** Opening Provided information block **
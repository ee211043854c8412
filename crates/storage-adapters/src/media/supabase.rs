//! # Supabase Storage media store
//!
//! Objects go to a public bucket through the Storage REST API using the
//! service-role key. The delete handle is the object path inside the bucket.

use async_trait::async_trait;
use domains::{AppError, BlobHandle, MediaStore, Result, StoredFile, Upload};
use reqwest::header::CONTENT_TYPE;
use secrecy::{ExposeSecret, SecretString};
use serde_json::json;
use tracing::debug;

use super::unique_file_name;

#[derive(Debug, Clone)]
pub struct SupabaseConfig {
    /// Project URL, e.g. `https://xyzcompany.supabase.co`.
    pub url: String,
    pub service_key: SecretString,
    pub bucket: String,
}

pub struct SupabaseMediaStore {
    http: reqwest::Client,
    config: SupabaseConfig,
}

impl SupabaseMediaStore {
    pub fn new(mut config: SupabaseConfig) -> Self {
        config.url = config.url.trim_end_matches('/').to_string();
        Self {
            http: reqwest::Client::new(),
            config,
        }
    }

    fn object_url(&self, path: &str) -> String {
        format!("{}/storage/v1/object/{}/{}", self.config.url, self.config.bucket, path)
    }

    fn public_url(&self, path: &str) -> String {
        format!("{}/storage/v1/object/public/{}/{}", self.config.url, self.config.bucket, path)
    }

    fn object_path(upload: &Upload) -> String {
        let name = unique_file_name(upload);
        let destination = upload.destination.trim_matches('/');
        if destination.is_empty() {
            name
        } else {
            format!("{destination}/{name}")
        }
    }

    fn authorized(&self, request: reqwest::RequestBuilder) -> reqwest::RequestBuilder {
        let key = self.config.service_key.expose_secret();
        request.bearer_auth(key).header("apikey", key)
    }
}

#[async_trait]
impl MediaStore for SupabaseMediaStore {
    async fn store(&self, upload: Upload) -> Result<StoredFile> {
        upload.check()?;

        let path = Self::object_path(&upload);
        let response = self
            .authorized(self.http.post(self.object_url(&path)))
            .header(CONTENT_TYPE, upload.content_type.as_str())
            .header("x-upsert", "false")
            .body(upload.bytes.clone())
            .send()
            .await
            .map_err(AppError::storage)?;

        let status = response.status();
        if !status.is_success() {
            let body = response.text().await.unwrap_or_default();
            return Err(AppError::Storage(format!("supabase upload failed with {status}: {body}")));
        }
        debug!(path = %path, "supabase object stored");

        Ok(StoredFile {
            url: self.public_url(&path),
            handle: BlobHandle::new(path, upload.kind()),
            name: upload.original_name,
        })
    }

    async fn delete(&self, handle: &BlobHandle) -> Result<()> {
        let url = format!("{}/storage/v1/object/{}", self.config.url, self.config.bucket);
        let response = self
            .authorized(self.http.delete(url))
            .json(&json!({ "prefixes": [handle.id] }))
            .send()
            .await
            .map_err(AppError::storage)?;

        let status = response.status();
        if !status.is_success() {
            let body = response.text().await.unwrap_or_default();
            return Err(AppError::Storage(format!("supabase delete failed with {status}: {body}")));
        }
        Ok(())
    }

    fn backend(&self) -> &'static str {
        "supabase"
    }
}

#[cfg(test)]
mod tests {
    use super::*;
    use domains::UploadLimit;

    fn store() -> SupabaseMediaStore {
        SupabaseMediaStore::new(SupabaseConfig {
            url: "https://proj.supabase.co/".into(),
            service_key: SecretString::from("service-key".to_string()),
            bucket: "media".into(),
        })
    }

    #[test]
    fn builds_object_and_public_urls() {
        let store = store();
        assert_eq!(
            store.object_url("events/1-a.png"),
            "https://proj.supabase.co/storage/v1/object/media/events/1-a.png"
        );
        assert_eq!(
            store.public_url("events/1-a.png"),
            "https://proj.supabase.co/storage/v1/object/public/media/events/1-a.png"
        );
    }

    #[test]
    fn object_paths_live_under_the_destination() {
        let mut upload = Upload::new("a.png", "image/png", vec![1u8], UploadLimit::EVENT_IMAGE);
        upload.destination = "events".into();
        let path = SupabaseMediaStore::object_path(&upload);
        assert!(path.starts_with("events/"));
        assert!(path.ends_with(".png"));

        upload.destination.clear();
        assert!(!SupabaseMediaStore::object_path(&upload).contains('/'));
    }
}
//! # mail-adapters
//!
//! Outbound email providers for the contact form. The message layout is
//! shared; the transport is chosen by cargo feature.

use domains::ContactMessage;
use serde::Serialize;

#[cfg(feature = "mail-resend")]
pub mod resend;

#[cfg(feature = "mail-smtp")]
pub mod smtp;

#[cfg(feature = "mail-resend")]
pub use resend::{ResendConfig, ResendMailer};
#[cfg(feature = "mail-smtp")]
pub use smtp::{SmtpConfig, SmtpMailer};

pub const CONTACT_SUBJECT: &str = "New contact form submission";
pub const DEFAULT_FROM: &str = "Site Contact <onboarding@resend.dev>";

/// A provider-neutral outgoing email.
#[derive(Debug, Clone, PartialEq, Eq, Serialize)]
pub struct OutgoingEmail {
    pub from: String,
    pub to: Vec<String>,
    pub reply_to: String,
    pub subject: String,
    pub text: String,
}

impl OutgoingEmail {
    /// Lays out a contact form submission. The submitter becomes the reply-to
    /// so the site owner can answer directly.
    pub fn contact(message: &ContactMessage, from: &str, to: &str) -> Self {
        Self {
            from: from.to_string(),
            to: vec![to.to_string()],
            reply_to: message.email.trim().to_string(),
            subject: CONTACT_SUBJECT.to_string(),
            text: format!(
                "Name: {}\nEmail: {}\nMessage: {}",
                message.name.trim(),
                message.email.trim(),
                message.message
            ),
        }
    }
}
** Closing Provided information block **
Using the data above, return each line that includes the word "const".

pub const CONTACT_SUBJECT: &str = "New contact form submission";
pub const DEFAULT_FROM: &str = "Site Contact <onboarding@resend.dev>";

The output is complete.